Phytocystatins are plant proteins cysteine protease inhibitors that constitute a powerful regulatory system for endogenous proteases which may otherwise cause excessive proteolysis and cell damages [1,2]. Cysteine proteases are enzymes that are expressed throughout the animal and plant kingdoms as well as in microorganisms. These enzymes have been implicated in many adaptation mechanisms for survival in the host, including modulation of the host immune system, invasion and destruction of host tissues, parasite dissemination, and acquisition of essential nutrients that assure survival and proliferation to sustain the infection .
Antiparasitic activity of different parts of Moringa oleifera has been reported [7,8]. Serine protease inhibitors with various therapeutic activities have been reported in various parts of Moringa oleifera , but literature on protease inhibitors from Moringa oleifera is scanty despite many reports on the presence of this molecule from plants of related families. There is a dearth of the antiparasitic activities of cysteine protease inhibitor from Moringa oleifera. Thus, the Inhibition of cysteine proteases with the inhibitor isolated from this plant become paramount and will contribute to chemotherapy of many diseases and crop production. This work aims to partially purify phytocystatin from Moringa oleifera seeds.
2.0 Materials and Methods
Benzoyl-DL-argininyl-p-nitroanilide (BapNA), Papain (EC 22.214.171.124 from Carica papaya (latex) Phenyl-Sepharose CL and all other chemicals are of analytical grade.
2.2 Plant sample collection
The plants were collected between the periods of November to January in Samaru, Zaria (Latitude 11.150N and Longitude 7.650E).

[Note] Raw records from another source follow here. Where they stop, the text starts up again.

//! Q16.16 fixed-point vector math
//!
//! Similarity is computed entirely on integers so that two processes on
//! different platforms rank the same vectors identically.
//!
//! Range limits:
//! - components must lie in `[-32768.0, 32767.99998]` to fit an `i32`
//! - a product of two components is below `2^62`, so an `i128`
//!   accumulator cannot overflow for any vector up to [`MAX_DIMENSION`]

use crate::error::{Result, StrataError};

/// Fractional bits of the fixed-point representation
pub const FRACTIONAL_BITS: u32 = 16;

/// Scale factor (2^16)
pub const SCALE: f64 = (1u32 << FRACTIONAL_BITS) as f64;

/// Largest vector length accepted by [`quantize`]
pub const MAX_DIMENSION: usize = 65_536;

/// Convert a float vector to Q16.16.
///
/// Rounds half-to-even. Non-finite components are rejected rather than
/// clamped since they indicate corrupted upstream data.
pub fn quantize(vector: &[f32]) -> Result<Vec<i32>> {
    if vector.len() > MAX_DIMENSION {
        return Err(StrataError::Validation(format!(
            "vector dimension {} exceeds maximum {MAX_DIMENSION}",
            vector.len()
        )));
    }

    vector
        .iter()
        .enumerate()
        .map(|(i, &v)| {
            if !v.is_finite() {
                return Err(StrataError::Quantization(format!(
                    "non-finite component {v} at index {i}"
                )));
            }
            let scaled = (f64::from(v) * SCALE).round_ties_even();
            if scaled < f64::from(i32::MIN) || scaled > f64::from(i32::MAX) {
                return Err(StrataError::Quantization(format!(
                    "component {v} at index {i} outside Q16.16 range"
                )));
            }
            Ok(scaled as i32)
        })
        .collect()
}

/// Exact inverse scaling of [`quantize`]
pub fn dequantize(quantized: &[i32]) -> Vec<f32> {
    quantized
        .iter()
        .map(|&q| (f64::from(q) / SCALE) as f32)
        .collect()
}

/// Integer dot product of two Q16.16 vectors.
///
/// The result is in Q32.32 units.
pub fn dot_product_fixed(a: &[i32], b: &[i32]) -> Result<i128> {
    if a.len() != b.len() {
        return Err(StrataError::Validation(format!(
            "dimension mismatch: {} vs {}",
            a.len(),
            b.len()
        )));
    }

    Ok(a
        .iter()
        .zip(b)
        .map(|(&x, &y)| i128::from(i64::from(x) * i64::from(y)))
        .sum())
}

/// Cosine similarity on Q16.16 vectors, clamped to `[-1, 1]`.
///
/// Zero-norm input yields 0.0.
pub fn cosine_similarity_fixed(a: &[i32], b: &[i32]) -> Result<f64> {
    let dot = dot_product_fixed(a, b)?;
    let norm_a = dot_product_fixed(a, a)?;
    let norm_b = dot_product_fixed(b, b)?;

    if norm_a == 0 || norm_b == 0 {
        return Ok(0.0);
    }

    // One isqrt over the product keeps precision for short vectors
    let denominator = match norm_a.checked_mul(norm_b) {
        Some(product) => product.isqrt(),
        None => norm_a.isqrt() * norm_b.isqrt(),
    };
    if denominator == 0 {
        return Ok(0.0);
    }

    Ok((dot as f64 / denominator as f64).clamp(-1.0, 1.0))
}

/// Quantize both float vectors and compare them with [`cosine_similarity_fixed`]
pub fn cosine_similarity(a: &[f32], b: &[f32]) -> Result<f64> {
    cosine_similarity_fixed(&quantize(a)?, &quantize(b)?)
}
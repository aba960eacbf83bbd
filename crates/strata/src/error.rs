//! Error types for Strata

use thiserror::Error;

/// Main error type for Strata operations
#[derive(Error, Debug)]
pub enum StrataError {
    /// Invalid input: importance out of range, bad vector dimension,
    /// too few sources for a reflection
    #[error("Validation error: {0}")]
    Validation(String),

    /// Non-finite or out-of-range vector component
    #[error("Quantization error: {0}")]
    Quantization(String),

    /// A storage, vector or embedding backend failed
    #[error("Backend unavailable ({backend}): {message}")]
    BackendUnavailable { backend: String, message: String },

    /// Malformed cached payload
    #[error("Cache corruption: {0}")]
    CacheCorruption(String),

    /// Storage-related errors
    #[error("Storage error: {0}")]
    Storage(String),

    /// Configuration errors
    #[error("Configuration error: {0}")]
    Config(String),

    /// Requested memory does not exist
    #[error("Not found: {0}")]
    NotFound(String),

    /// An operation exceeded its deadline
    #[error("Timeout: {0}")]
    Timeout(String),

    /// I/O errors
    #[error("I/O error: {0}")]
    Io(#[from] std::io::Error),

    /// Serialization errors
    #[error("Serialization error: {0}")]
    Serialization(#[from] serde_json::Error),

    /// TOML parse errors
    #[error("Config parse error: {0}")]
    TomlParse(#[from] toml::de::Error),
}

impl StrataError {
    /// Shorthand for a backend failure
    pub fn backend(backend: impl Into<String>, message: impl Into<String>) -> Self {
        Self::BackendUnavailable {
            backend: backend.into(),
            message: message.into(),
        }
    }

    /// Whether a search path may swallow this error and degrade to an
    /// empty result instead of failing the whole query.
    pub fn is_degradable(&self) -> bool {
        matches!(
            self,
            Self::BackendUnavailable { .. }
                | Self::Timeout(_)
                | Self::Storage(_)
                | Self::CacheCorruption(_)
        )
    }
}

/// Result type alias for Strata operations
pub type Result<T> = std::result::Result<T, StrataError>;
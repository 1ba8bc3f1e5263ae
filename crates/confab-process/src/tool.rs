//! Tools: spawnable process protocols discovered via providers.

use std::sync::Arc;

use async_trait::async_trait;
use serde::{Deserialize, Serialize};
use serde_json::Value;

use confab_core::{ProcessName, ProcessUri};

use crate::context::RequestContext;
use crate::process::Process;
use crate::ProcessError;

/// Static description of a tool, used for LLM tool lists and argument
/// validation.
#[derive(Debug, Clone, PartialEq, Serialize, Deserialize)]
pub struct ToolInfo {
    pub name: ProcessName,
    pub description: String,
    pub arguments_schema: Value,
    /// Whether the tool is offered before persona capability rules apply.
    #[serde(default = "default_enabled")]
    pub default_enabled: bool,
}

fn default_enabled() -> bool {
    true
}

/// Wire form of a client-declared tool.
#[derive(Debug, Clone, PartialEq, Serialize, Deserialize)]
pub struct ToolDefinition {
    pub name: ProcessName,
    pub description: String,
    pub arguments_schema: Value,
}

/// A spawnable process protocol.
#[async_trait]
pub trait Tool: Send + Sync {
    fn info(&self) -> ToolInfo;

    /// Instantiate (but do not start) the process for one invocation.
    async fn spawn(
        &self,
        request: Arc<RequestContext>,
        process_uri: ProcessUri,
        arguments: Value,
    ) -> Result<Arc<dyn Process>, ProcessError>;
}

/// A service contributing tools to the workspace or to a single request.
pub trait ToolsProvider: Send + Sync {
    fn list_tools(&self) -> Vec<Arc<dyn Tool>>;
}
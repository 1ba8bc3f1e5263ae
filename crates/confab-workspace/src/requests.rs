//! The cross-replica request and response envelope.

use chrono::{DateTime, Utc};
use serde::{Deserialize, Serialize};
use serde_json::{Map, Value};

use confab_core::error::ErrorInfo;
use confab_core::{
    BotId, ChannelId, ProcessId, ProcessName, ProcessUri, RemoteProcessSecret, RequestId,
    ThreadUri, UserId, Workspace,
};
use confab_process::{ProcessResult, ToolDefinition};
use confab_threads::BotMessagePart;

use crate::bot::Persona;

/// The caller identity and correlation id carried by a request.
#[derive(Debug, Clone, PartialEq, Serialize, Deserialize)]
pub struct RequestInfo {
    pub request_id: RequestId,
    #[serde(default, skip_serializing_if = "Option::is_none")]
    pub user_id: Option<UserId>,
}

impl RequestInfo {
    pub fn new(user_id: Option<UserId>) -> Self {
        Self {
            request_id: RequestId::generate(),
            user_id,
        }
    }
}

/// An action that is expected to run on the client. When a `secret` is
/// provided, the client pushes progress and a result back through it.
#[derive(Debug, Clone, PartialEq, Serialize, Deserialize)]
pub struct ClientAction {
    pub secret: Option<RemoteProcessSecret>,
    pub name: String,
    pub arguments: Map<String, Value>,
}

/// A request dispatched to a workspace supervisor.
#[derive(Debug, Clone, Serialize, Deserialize)]
#[serde(tag = "kind")]
pub enum WorkspaceRequest {
    #[serde(rename = "chatbot/spawn")]
    ChatbotSpawn {
        workspace: Workspace,
        request: RequestInfo,
        bot_id: BotId,
        persona: Option<Persona>,
        threads: Vec<ThreadUri>,
        #[serde(default)]
        tools: Vec<ToolDefinition>,
        /// Override the generated process id (lets callers address the
        /// process before the first response arrives).
        #[serde(default, skip_serializing_if = "Option::is_none")]
        process_id: Option<ProcessId>,
        recv_timeout: u64,
        #[serde(default = "Utc::now")]
        timestamp: DateTime<Utc>,
    },

    #[serde(rename = "process/spawn")]
    ProcessSpawn {
        workspace: Workspace,
        request: RequestInfo,
        process_id: ProcessId,
        name: ProcessName,
        arguments: Value,
        #[serde(default = "Utc::now")]
        timestamp: DateTime<Utc>,
    },

    #[serde(rename = "process/sigkill")]
    ProcessSigkill {
        process_uri: ProcessUri,
        #[serde(default = "Utc::now")]
        timestamp: DateTime<Utc>,
    },

    #[serde(rename = "process/update")]
    ProcessUpdate {
        process_uri: ProcessUri,
        #[serde(default)]
        actions: Vec<ClientAction>,
        #[serde(default)]
        progress: Vec<Value>,
        result: Option<ProcessResult>,
        #[serde(default = "Utc::now")]
        timestamp: DateTime<Utc>,
    },
}

impl WorkspaceRequest {
    pub fn workspace(&self) -> &Workspace {
        match self {
            WorkspaceRequest::ChatbotSpawn { workspace, .. }
            | WorkspaceRequest::ProcessSpawn { workspace, .. } => workspace,
            WorkspaceRequest::ProcessSigkill { process_uri, .. }
            | WorkspaceRequest::ProcessUpdate { process_uri, .. } => &process_uri.workspace,
        }
    }
}

/// A request wrapped with its reply channel.
#[derive(Debug, Clone, Serialize, Deserialize)]
pub struct WrappedRequest {
    pub channel_id: ChannelId,
    pub request: WorkspaceRequest,
}

#[derive(Debug, Clone, Copy, PartialEq, Eq, Serialize, Deserialize)]
#[serde(rename_all = "lowercase")]
pub enum ReplyStatus {
    Done,
    Provisional,
}

/// One value on a response stream.
#[derive(Debug, Clone, Serialize, Deserialize)]
#[serde(tag = "kind", rename_all = "lowercase")]
pub enum WorkspaceResponse {
    /// Chatbot reply snapshot: committed parts plus the provisional tail.
    Reply {
        status: ReplyStatus,
        summary: Option<String>,
        reply: Vec<BotMessagePart>,
        actions: Vec<ClientAction>,
    },
    /// Tool process progress edge.
    Progress {
        process_uri: ProcessUri,
        progress: Vec<Value>,
        result: Option<ProcessResult>,
    },
}

/// The stream envelope: values, then exactly one close or error sentinel.
#[derive(Debug, Clone, Serialize, Deserialize)]
#[serde(tag = "kind", rename_all = "lowercase")]
pub enum WorkspaceStream {
    Value { value: WorkspaceResponse },
    Error { error: ErrorInfo },
    Close,
}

The plants were identified in the Department of Biological Sciences, Ahmadu Bello University, Zaria, Kaduna State with voucher number 900219
2.3 Extraction of phytocystatin
Fresh parts (25g each); leaves, flowers, seeds, root and stem barks of Moringa oleifera. Each part was blended with 100 mL each of sodium chloride 15% (w/v), sodium hydroxide 0.2% (w/v), hydrochloric acid 0.05M, phosphate buffer 0.1 M (pH 7) and distilled water as described by Wu and Whitaker . The clear supernatant obtained after homogenization and centrifugation (10,000 rpm, 15 min, 40 C) represent the crude extract and was assayed for protease inhibitor activity and protein content. The extract with the highest activity was used for further studies.
2.4 Acetone precipitation
Four volumes of cold acetone were added with stirring to the crude extract. After 20 min stirring, the precipitate was collected by suction filtration, washed with cold acetone. The precipitate was air-dried and stored at 4°C under desiccation. The acetone precipitate was suspended in 100mΜ phosphate buffer, pH 7.6. This was designated as the crude protein acetone extract .
2.5 Inhibitory effect of acetone precipitate on papain activity
Different concentrations of protein precipitate (ranging from 0.1-3.0mg/ml) were incubated with 1mg/ml papain, prepared in 100mM phosphate buffer, pH 6.8, containing 0.3mM EDTA and 2 mM cysteine-HCl. The reaction was initiated with 200µL of 1.25mM BApNA solution for 1 hour at 370C. The reaction was terminated with 30% acetic acid10. The activity of the inhibitor was assayed as described below.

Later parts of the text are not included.